Only one stretch of the listing below is wanted. Begin at the line that has "vetoed = true;", stop after the line that has "while let Some((id, outcome)) = deferred.next().await", and repeat every line in between exactly.

▶ [PROVIDED RECORDS]:
======
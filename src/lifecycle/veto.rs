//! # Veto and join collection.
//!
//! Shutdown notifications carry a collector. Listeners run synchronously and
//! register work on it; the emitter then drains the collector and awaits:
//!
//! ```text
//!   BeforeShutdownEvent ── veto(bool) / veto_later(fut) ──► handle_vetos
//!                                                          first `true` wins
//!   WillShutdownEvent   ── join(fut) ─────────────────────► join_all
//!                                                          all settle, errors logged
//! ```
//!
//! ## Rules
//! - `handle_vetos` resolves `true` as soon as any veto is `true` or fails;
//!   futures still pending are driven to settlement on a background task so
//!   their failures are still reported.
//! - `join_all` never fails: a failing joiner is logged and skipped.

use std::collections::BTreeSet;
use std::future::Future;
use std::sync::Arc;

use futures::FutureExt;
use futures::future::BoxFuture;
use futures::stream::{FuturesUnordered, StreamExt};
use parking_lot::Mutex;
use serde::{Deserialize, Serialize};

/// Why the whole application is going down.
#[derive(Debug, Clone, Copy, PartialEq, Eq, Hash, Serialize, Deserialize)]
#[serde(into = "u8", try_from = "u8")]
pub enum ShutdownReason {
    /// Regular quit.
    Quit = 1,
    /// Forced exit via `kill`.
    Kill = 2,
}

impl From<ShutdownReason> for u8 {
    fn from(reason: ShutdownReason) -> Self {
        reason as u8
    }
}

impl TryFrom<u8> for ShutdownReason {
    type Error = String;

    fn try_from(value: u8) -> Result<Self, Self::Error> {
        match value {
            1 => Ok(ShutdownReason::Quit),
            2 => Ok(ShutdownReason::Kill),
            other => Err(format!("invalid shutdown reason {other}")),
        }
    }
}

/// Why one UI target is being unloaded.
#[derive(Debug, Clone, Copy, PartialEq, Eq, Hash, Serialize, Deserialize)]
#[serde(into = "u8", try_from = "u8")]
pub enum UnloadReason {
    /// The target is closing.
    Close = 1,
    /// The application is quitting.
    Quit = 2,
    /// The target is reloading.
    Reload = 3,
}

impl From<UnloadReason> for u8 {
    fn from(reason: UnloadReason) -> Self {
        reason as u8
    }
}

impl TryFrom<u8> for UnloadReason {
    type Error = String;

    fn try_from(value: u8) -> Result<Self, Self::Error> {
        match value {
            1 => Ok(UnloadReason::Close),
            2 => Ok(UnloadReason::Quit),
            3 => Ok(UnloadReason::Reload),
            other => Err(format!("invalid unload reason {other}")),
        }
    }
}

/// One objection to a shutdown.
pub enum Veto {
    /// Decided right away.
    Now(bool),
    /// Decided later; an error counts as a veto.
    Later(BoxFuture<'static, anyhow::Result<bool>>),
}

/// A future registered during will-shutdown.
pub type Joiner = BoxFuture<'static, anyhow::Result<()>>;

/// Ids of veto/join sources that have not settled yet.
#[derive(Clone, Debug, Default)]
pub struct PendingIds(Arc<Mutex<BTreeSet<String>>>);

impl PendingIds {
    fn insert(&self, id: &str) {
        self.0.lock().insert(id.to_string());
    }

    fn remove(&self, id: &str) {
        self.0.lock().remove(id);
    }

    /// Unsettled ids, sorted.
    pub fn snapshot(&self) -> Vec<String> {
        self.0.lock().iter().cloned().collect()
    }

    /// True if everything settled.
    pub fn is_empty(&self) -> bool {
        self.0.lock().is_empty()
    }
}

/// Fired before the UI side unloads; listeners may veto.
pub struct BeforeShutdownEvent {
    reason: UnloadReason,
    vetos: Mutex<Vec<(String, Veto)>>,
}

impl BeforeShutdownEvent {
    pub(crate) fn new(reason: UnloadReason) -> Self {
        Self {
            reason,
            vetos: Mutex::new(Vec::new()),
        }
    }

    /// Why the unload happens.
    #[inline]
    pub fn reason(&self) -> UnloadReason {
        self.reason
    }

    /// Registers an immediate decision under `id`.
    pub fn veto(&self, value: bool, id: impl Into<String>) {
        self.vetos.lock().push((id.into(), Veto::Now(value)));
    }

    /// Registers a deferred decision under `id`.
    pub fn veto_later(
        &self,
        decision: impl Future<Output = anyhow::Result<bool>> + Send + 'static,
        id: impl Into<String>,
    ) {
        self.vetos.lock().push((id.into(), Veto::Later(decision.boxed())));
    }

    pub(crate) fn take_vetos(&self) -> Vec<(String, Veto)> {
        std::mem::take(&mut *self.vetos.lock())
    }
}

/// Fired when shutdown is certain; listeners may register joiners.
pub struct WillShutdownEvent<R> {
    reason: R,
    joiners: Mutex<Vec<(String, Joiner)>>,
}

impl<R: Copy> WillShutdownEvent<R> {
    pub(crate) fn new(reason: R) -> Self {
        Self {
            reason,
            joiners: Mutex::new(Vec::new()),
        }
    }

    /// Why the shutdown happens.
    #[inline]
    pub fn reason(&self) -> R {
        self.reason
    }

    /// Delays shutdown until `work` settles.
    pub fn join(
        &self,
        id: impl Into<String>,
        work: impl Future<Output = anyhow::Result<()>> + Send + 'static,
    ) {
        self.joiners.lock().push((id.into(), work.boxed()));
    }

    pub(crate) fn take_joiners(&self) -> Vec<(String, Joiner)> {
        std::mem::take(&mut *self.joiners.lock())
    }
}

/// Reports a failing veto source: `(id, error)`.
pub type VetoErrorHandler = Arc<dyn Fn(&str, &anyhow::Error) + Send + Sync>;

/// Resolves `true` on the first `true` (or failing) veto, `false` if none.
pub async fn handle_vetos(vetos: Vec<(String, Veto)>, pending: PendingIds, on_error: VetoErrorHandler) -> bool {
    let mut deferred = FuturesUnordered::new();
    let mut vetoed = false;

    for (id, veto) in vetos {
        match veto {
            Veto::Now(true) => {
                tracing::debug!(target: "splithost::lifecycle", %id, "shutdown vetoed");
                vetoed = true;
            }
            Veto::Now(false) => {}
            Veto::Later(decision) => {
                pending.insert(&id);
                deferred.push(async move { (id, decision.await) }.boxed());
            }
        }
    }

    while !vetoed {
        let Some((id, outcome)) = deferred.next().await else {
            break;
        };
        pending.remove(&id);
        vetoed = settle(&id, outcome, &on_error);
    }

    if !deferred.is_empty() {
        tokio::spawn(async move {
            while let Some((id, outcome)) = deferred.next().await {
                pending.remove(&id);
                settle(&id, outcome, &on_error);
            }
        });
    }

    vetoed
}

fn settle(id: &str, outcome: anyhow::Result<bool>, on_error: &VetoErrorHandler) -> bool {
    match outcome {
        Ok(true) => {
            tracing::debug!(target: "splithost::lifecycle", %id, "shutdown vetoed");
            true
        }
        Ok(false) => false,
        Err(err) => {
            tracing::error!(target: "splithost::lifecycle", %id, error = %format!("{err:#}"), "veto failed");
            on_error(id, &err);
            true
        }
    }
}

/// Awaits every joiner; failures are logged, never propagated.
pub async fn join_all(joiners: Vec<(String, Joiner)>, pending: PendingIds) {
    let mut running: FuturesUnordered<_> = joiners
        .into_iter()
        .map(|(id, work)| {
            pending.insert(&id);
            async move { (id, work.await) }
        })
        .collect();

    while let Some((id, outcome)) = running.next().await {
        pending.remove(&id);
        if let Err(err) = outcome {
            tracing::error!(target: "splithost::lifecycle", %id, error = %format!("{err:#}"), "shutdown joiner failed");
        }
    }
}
======
▶ [YOUR RESPONSE]:
                vetoed = true;
            }
            Veto::Now(false) => {}
            Veto::Later(decision) => {
                pending.insert(&id);
                deferred.push(async move { (id, decision.await) }.boxed());
            }
        }
    }

    while !vetoed {
        let Some((id, outcome)) = deferred.next().await else {
            break;
        };
        pending.remove(&id);
        vetoed = settle(&id, outcome, &on_error);
    }

    if !deferred.is_empty() {
        tokio::spawn(async move {
            while let Some((id, outcome)) = deferred.next().await {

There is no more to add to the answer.